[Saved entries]
>>>>>

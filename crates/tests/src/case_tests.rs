use axum::http::StatusCode;
use pretty_assertions::assert_eq;
use serde_json::{json, Value};

use crate::common::{
    admin_token, case_body, create_case, create_court, create_user, delete, get, post_json,
    put_json, test_app,
};

fn events(detail: &Value) -> Vec<String> {
    detail["timeline"]
        .as_array()
        .unwrap()
        .iter()
        .map(|e| e["event"].as_str().unwrap().to_string())
        .collect()
}

#[tokio::test]
async fn clerk_creates_numbered_case() {
    let app = test_app().await;
    let court = create_court(&app.pool, "المحكمة التجارية").await;
    let (clerk_id, clerk) = create_user(&app.pool, "clerk@court.gov.sa", "clerk", Some(court)).await;

    let first = create_case(&app, &clerk, case_body(court, "نزاع توريد")).await;
    let year = chrono::Utc::now().format("%Y").to_string();
    assert_eq!(first["case_number"], format!("{year}/0001"));
    assert_eq!(first["status"], "registered");
    assert_eq!(first["priority"], "normal");
    assert_eq!(first["confidentiality_level"], "restricted");
    assert_eq!(first["court"]["id"], court.to_string());
    assert_eq!(first["clerk"]["id"], clerk_id.to_string());

    let second = create_case(&app, &clerk, case_body(court, "نزاع إيجار")).await;
    assert_eq!(second["case_number"], format!("{year}/0002"));

    let (status, detail) =
        get(&app.router, &format!("/api/cases/{}", first["id"].as_str().unwrap()), &clerk).await;
    assert_eq!(status, StatusCode::OK);
    assert_eq!(events(&detail), vec!["case_created"]);
}

#[tokio::test]
async fn create_case_rejects_bad_input() {
    let app = test_app().await;
    let court = create_court(&app.pool, "المحكمة العامة").await;
    let other = create_court(&app.pool, "محكمة أخرى").await;
    let (_, clerk) = create_user(&app.pool, "clerk@court.gov.sa", "clerk", Some(court)).await;
    let (_, user) = create_user(&app.pool, "user@example.com", "user", Some(court)).await;

    let mut bad_type = case_body(court, "قضية");
    bad_type["case_type"] = json!("piracy");
    let (status, resp) = post_json(&app.router, "/api/cases", &bad_type, &clerk).await;
    assert_eq!(status, StatusCode::UNPROCESSABLE_ENTITY);
    assert_eq!(resp["kind"], "ValidationError");

    let (status, _) = post_json(&app.router, "/api/cases", &case_body(court, ""), &clerk).await;
    assert_eq!(status, StatusCode::UNPROCESSABLE_ENTITY);

    let missing = case_body(uuid::Uuid::new_v4(), "قضية");
    let (status, _) = post_json(&app.router, "/api/cases", &missing, &clerk).await;
    assert_eq!(status, StatusCode::NOT_FOUND);

    let (status, _) = post_json(&app.router, "/api/cases", &case_body(other, "قضية"), &clerk).await;
    assert_eq!(status, StatusCode::FORBIDDEN);

    let (status, _) = post_json(&app.router, "/api/cases", &case_body(court, "قضية"), &user).await;
    assert_eq!(status, StatusCode::FORBIDDEN);
}

#[tokio::test]
async fn listing_is_scoped_by_role() {
    let app = test_app().await;
    let admin = admin_token(&app.pool).await;
    let court = create_court(&app.pool, "المحكمة العامة").await;
    let (judge_id, judge) = create_user(&app.pool, "judge@court.gov.sa", "judge", Some(court)).await;
    let (_, clerk_a) = create_user(&app.pool, "a@court.gov.sa", "clerk", Some(court)).await;
    let (_, clerk_b) = create_user(&app.pool, "b@court.gov.sa", "clerk", Some(court)).await;
    let (_, member) = create_user(&app.pool, "member@example.com", "user", Some(court)).await;
    let (_, outsider) = create_user(&app.pool, "outsider@example.com", "user", None).await;

    create_case(&app, &clerk_a, case_body(court, "قضية الكاتب أ")).await;
    let mut assigned = case_body(court, "قضية القاضي");
    assigned["judge_id"] = json!(judge_id);
    assigned["confidentiality_level"] = json!("public");
    create_case(&app, &admin, assigned).await;

    let total = |resp: &Value| resp["meta"]["total"].as_i64().unwrap();

    let (_, resp) = get(&app.router, "/api/cases", &admin).await;
    assert_eq!(total(&resp), 2);

    let (_, resp) = get(&app.router, "/api/cases", &judge).await;
    assert_eq!(total(&resp), 1);
    assert_eq!(resp["data"][0]["title"], "قضية القاضي");

    let (_, resp) = get(&app.router, "/api/cases", &clerk_a).await;
    assert_eq!(total(&resp), 1);
    assert_eq!(resp["data"][0]["title"], "قضية الكاتب أ");

    let (_, resp) = get(&app.router, "/api/cases", &clerk_b).await;
    assert_eq!(total(&resp), 0);

    let (_, resp) = get(&app.router, "/api/cases", &member).await;
    assert_eq!(total(&resp), 2);

    let (_, resp) = get(&app.router, "/api/cases", &outsider).await;
    assert_eq!(total(&resp), 1);
    assert_eq!(resp["data"][0]["confidentiality_level"], "public");
}

#[tokio::test]
async fn list_filters_and_search() {
    let app = test_app().await;
    let admin = admin_token(&app.pool).await;
    let court = create_court(&app.pool, "المحكمة العامة").await;

    create_case(&app, &admin, case_body(court, "نزاع توريد إسمنت")).await;
    let mut labor = case_body(court, "فصل تعسفي");
    labor["case_type"] = json!("labor");
    labor["priority"] = json!("urgent");
    create_case(&app, &admin, labor).await;

    let (status, resp) = get(&app.router, "/api/cases?type=labor", &admin).await;
    assert_eq!(status, StatusCode::OK);
    assert_eq!(resp["meta"]["total"], 1);
    assert_eq!(resp["data"][0]["title"], "فصل تعسفي");

    let (_, resp) = get(&app.router, "/api/cases?priority=urgent", &admin).await;
    assert_eq!(resp["meta"]["total"], 1);

    let (_, resp) = get(&app.router, "/api/cases?search=%D8%A5%D8%B3%D9%85%D9%86%D8%AA", &admin).await;
    assert_eq!(resp["meta"]["total"], 1);
    assert_eq!(resp["data"][0]["title"], "نزاع توريد إسمنت");

    let (_, resp) = get(&app.router, "/api/cases?limit=1&page=2", &admin).await;
    assert_eq!(resp["data"].as_array().unwrap().len(), 1);
    assert_eq!(resp["meta"]["has_prev"], true);
    assert_eq!(resp["meta"]["has_next"], false);

    let (status, _) = get(&app.router, "/api/cases?status=lost", &admin).await;
    assert_eq!(status, StatusCode::UNPROCESSABLE_ENTITY);
}

#[tokio::test]
async fn case_visibility_on_get() {
    let app = test_app().await;
    let court = create_court(&app.pool, "المحكمة العامة").await;
    let (_, clerk_a) = create_user(&app.pool, "a@court.gov.sa", "clerk", Some(court)).await;
    let (_, clerk_b) = create_user(&app.pool, "b@court.gov.sa", "clerk", None).await;

    let case = create_case(&app, &clerk_a, case_body(court, "قضية خاصة")).await;
    let uri = format!("/api/cases/{}", case["id"].as_str().unwrap());

    let (status, _) = get(&app.router, &uri, &clerk_b).await;
    assert_eq!(status, StatusCode::FORBIDDEN);

    let missing = format!("/api/cases/{}", uuid::Uuid::new_v4());
    let (status, _) = get(&app.router, &missing, &clerk_a).await;
    assert_eq!(status, StatusCode::NOT_FOUND);
}

#[tokio::test]
async fn update_records_status_change() {
    let app = test_app().await;
    let court = create_court(&app.pool, "المحكمة العامة").await;
    let (_, clerk_a) = create_user(&app.pool, "a@court.gov.sa", "clerk", Some(court)).await;
    let (_, clerk_b) = create_user(&app.pool, "b@court.gov.sa", "clerk", Some(court)).await;

    let case = create_case(&app, &clerk_a, case_body(court, "قضية")).await;
    let uri = format!("/api/cases/{}", case["id"].as_str().unwrap());

    let body = json!({"title": "قضية معدلة", "status": "under_review"});
    let (status, _) = put_json(&app.router, &uri, &body, &clerk_b).await;
    assert_eq!(status, StatusCode::FORBIDDEN);

    let (status, resp) = put_json(&app.router, &uri, &body, &clerk_a).await;
    assert_eq!(status, StatusCode::OK);
    assert_eq!(resp["title"], "قضية معدلة");
    assert_eq!(resp["status"], "under_review");

    let (_, detail) = get(&app.router, &uri, &clerk_a).await;
    assert_eq!(events(&detail), vec!["case_created", "status_change", "case_updated"]);
    assert_eq!(
        detail["timeline"][1]["description"],
        "تم تغيير حالة القضية من registered إلى under_review"
    );

    let (status, _) = put_json(&app.router, &uri, &json!({"priority": "extreme"}), &clerk_a).await;
    assert_eq!(status, StatusCode::UNPROCESSABLE_ENTITY);
}

#[tokio::test]
async fn status_endpoint_appends_note() {
    let app = test_app().await;
    let admin = admin_token(&app.pool).await;
    let court = create_court(&app.pool, "المحكمة العامة").await;
    let case = create_case(&app, &admin, case_body(court, "قضية")).await;
    let uri = format!("/api/cases/{}/status", case["id"].as_str().unwrap());

    let (status, resp) = put_json(
        &app.router,
        &uri,
        &json!({"status": "scheduled", "note": "حددت الجلسة الأولى"}),
        &admin,
    )
    .await;
    assert_eq!(status, StatusCode::OK);
    assert_eq!(resp["status"], "scheduled");

    let (_, detail) =
        get(&app.router, &format!("/api/cases/{}", case["id"].as_str().unwrap()), &admin).await;
    let last = detail["timeline"].as_array().unwrap().last().unwrap().clone();
    assert_eq!(last["event"], "status_change");
    assert!(last["description"].as_str().unwrap().ends_with("حددت الجلسة الأولى"));

    let (status, _) = put_json(&app.router, &uri, &json!({"status": "vanished"}), &admin).await;
    assert_eq!(status, StatusCode::UNPROCESSABLE_ENTITY);
}

#[tokio::test]
async fn sessions_are_numbered() {
    let app = test_app().await;
    let court = create_court(&app.pool, "المحكمة العامة").await;
    let (_, clerk) = create_user(&app.pool, "clerk@court.gov.sa", "clerk", Some(court)).await;
    let case = create_case(&app, &clerk, case_body(court, "قضية")).await;
    let uri = format!("/api/cases/{}/sessions", case["id"].as_str().unwrap());

    let session = json!({
        "date": "2025-04-10T09:00:00Z",
        "session_type": "hearing",
        "attendees": ["المدعي", "المدعى عليه"],
    });
    let (status, resp) = post_json(&app.router, &uri, &session, &clerk).await;
    assert_eq!(status, StatusCode::CREATED);
    assert_eq!(resp["sessions"][0]["session_number"], 1);
    assert_eq!(resp["sessions"][0]["type"], "hearing");
    assert_eq!(resp["sessions"][0]["status"], "scheduled");
    assert!(resp["last_session"].as_str().unwrap().starts_with("2025-04-10"));

    let (status, resp) = post_json(&app.router, &uri, &session, &clerk).await;
    assert_eq!(status, StatusCode::CREATED);
    assert_eq!(resp["sessions"][1]["session_number"], 2);

    let mut bad = session.clone();
    bad["session_type"] = json!("picnic");
    let (status, _) = post_json(&app.router, &uri, &bad, &clerk).await;
    assert_eq!(status, StatusCode::UNPROCESSABLE_ENTITY);
}

#[tokio::test]
async fn delete_is_admin_only_and_blocked_when_final() {
    let app = test_app().await;
    let admin = admin_token(&app.pool).await;
    let court = create_court(&app.pool, "المحكمة العامة").await;
    let (_, clerk) = create_user(&app.pool, "clerk@court.gov.sa", "clerk", Some(court)).await;

    let open = create_case(&app, &clerk, case_body(court, "قضية مفتوحة")).await;
    let open_uri = format!("/api/cases/{}", open["id"].as_str().unwrap());
    let (status, _) = delete(&app.router, &open_uri, &clerk).await;
    assert_eq!(status, StatusCode::FORBIDDEN);

    let closed = create_case(&app, &admin, case_body(court, "قضية نهائية")).await;
    let closed_id = closed["id"].as_str().unwrap();
    put_json(
        &app.router,
        &format!("/api/cases/{closed_id}/status"),
        &json!({"status": "final"}),
        &admin,
    )
    .await;
    let (status, _) = delete(&app.router, &format!("/api/cases/{closed_id}"), &admin).await;
    assert_eq!(status, StatusCode::BAD_REQUEST);

    let (status, resp) = delete(&app.router, &open_uri, &admin).await;
    assert_eq!(status, StatusCode::OK);
    assert_eq!(resp["message"], "تم حذف القضية بنجاح");

    let (status, _) = get(&app.router, &open_uri, &admin).await;
    assert_eq!(status, StatusCode::NOT_FOUND);
}

#[tokio::test]
async fn numbers_are_not_reused_after_delete() {
    let app = test_app().await;
    let admin = admin_token(&app.pool).await;
    let court = create_court(&app.pool, "المحكمة العامة").await;
    let year = chrono::Utc::now().format("%Y").to_string();

    let first = create_case(&app, &admin, case_body(court, "أولى")).await;
    create_case(&app, &admin, case_body(court, "ثانية")).await;
    let (status, _) =
        delete(&app.router, &format!("/api/cases/{}", first["id"].as_str().unwrap()), &admin).await;
    assert_eq!(status, StatusCode::OK);

    let third = create_case(&app, &admin, case_body(court, "ثالثة")).await;
    assert_eq!(third["case_number"], format!("{year}/0003"));
    let fourth = create_case(&app, &admin, case_body(court, "رابعة")).await;
    assert_eq!(fourth["case_number"], format!("{year}/0004"));

    // Another court keeps its own sequence.
    let other = create_court(&app.pool, "المحكمة الجزائية").await;
    let elsewhere = create_case(&app, &admin, case_body(other, "أولى")).await;
    assert_eq!(elsewhere["case_number"], format!("{year}/0001"));
}

#[tokio::test]
async fn concurrent_creates_get_distinct_numbers() {
    let app = test_app().await;
    let admin = admin_token(&app.pool).await;
    let court = create_court(&app.pool, "المحكمة العامة").await;
    let (a, b) = (case_body(court, "متزامنة أ"), case_body(court, "متزامنة ب"));

    let ((status_a, resp_a), (status_b, resp_b)) = tokio::join!(
        post_json(&app.router, "/api/cases", &a, &admin),
        post_json(&app.router, "/api/cases", &b, &admin),
    );
    assert_eq!(status_a, StatusCode::CREATED, "{resp_a}");
    assert_eq!(status_b, StatusCode::CREATED, "{resp_b}");
    assert_ne!(resp_a["case_number"], resp_b["case_number"]);
}

#[tokio::test]
async fn huge_page_returns_empty_list() {
    let app = test_app().await;
    let admin = admin_token(&app.pool).await;
    let court = create_court(&app.pool, "المحكمة العامة").await;
    create_case(&app, &admin, case_body(court, "قضية")).await;

    let (status, resp) =
        get(&app.router, "/api/cases?page=9223372036854775807&limit=100", &admin).await;
    assert_eq!(status, StatusCode::OK);
    assert_eq!(resp["meta"]["page"], 10_000);
    assert_eq!(resp["meta"]["total"], 1);
    assert!(resp["data"].as_array().unwrap().is_empty());
}

#[tokio::test]
async fn statistics_follow_scope() {
    let app = test_app().await;
    let admin = admin_token(&app.pool).await;
    let court = create_court(&app.pool, "المحكمة العامة").await;
    let (_, clerk) = create_user(&app.pool, "clerk@court.gov.sa", "clerk", Some(court)).await;

    create_case(&app, &clerk, case_body(court, "أولى")).await;
    let decided = create_case(&app, &admin, case_body(court, "ثانية")).await;
    put_json(
        &app.router,
        &format!("/api/cases/{}/status", decided["id"].as_str().unwrap()),
        &json!({"status": "decided"}),
        &admin,
    )
    .await;

    let (status, stats) = get(&app.router, "/api/cases/statistics", &admin).await;
    assert_eq!(status, StatusCode::OK);
    assert_eq!(stats["total"], 2);
    assert_eq!(stats["active"], 1);

    let (_, stats) = get(&app.router, "/api/cases/statistics", &clerk).await;
    assert_eq!(stats["total"], 1);
}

<<<<<

## What you should do
Look through the entries and work out how many lines have the word "elsewhere" in them; reply with that number only.

## Your solution
2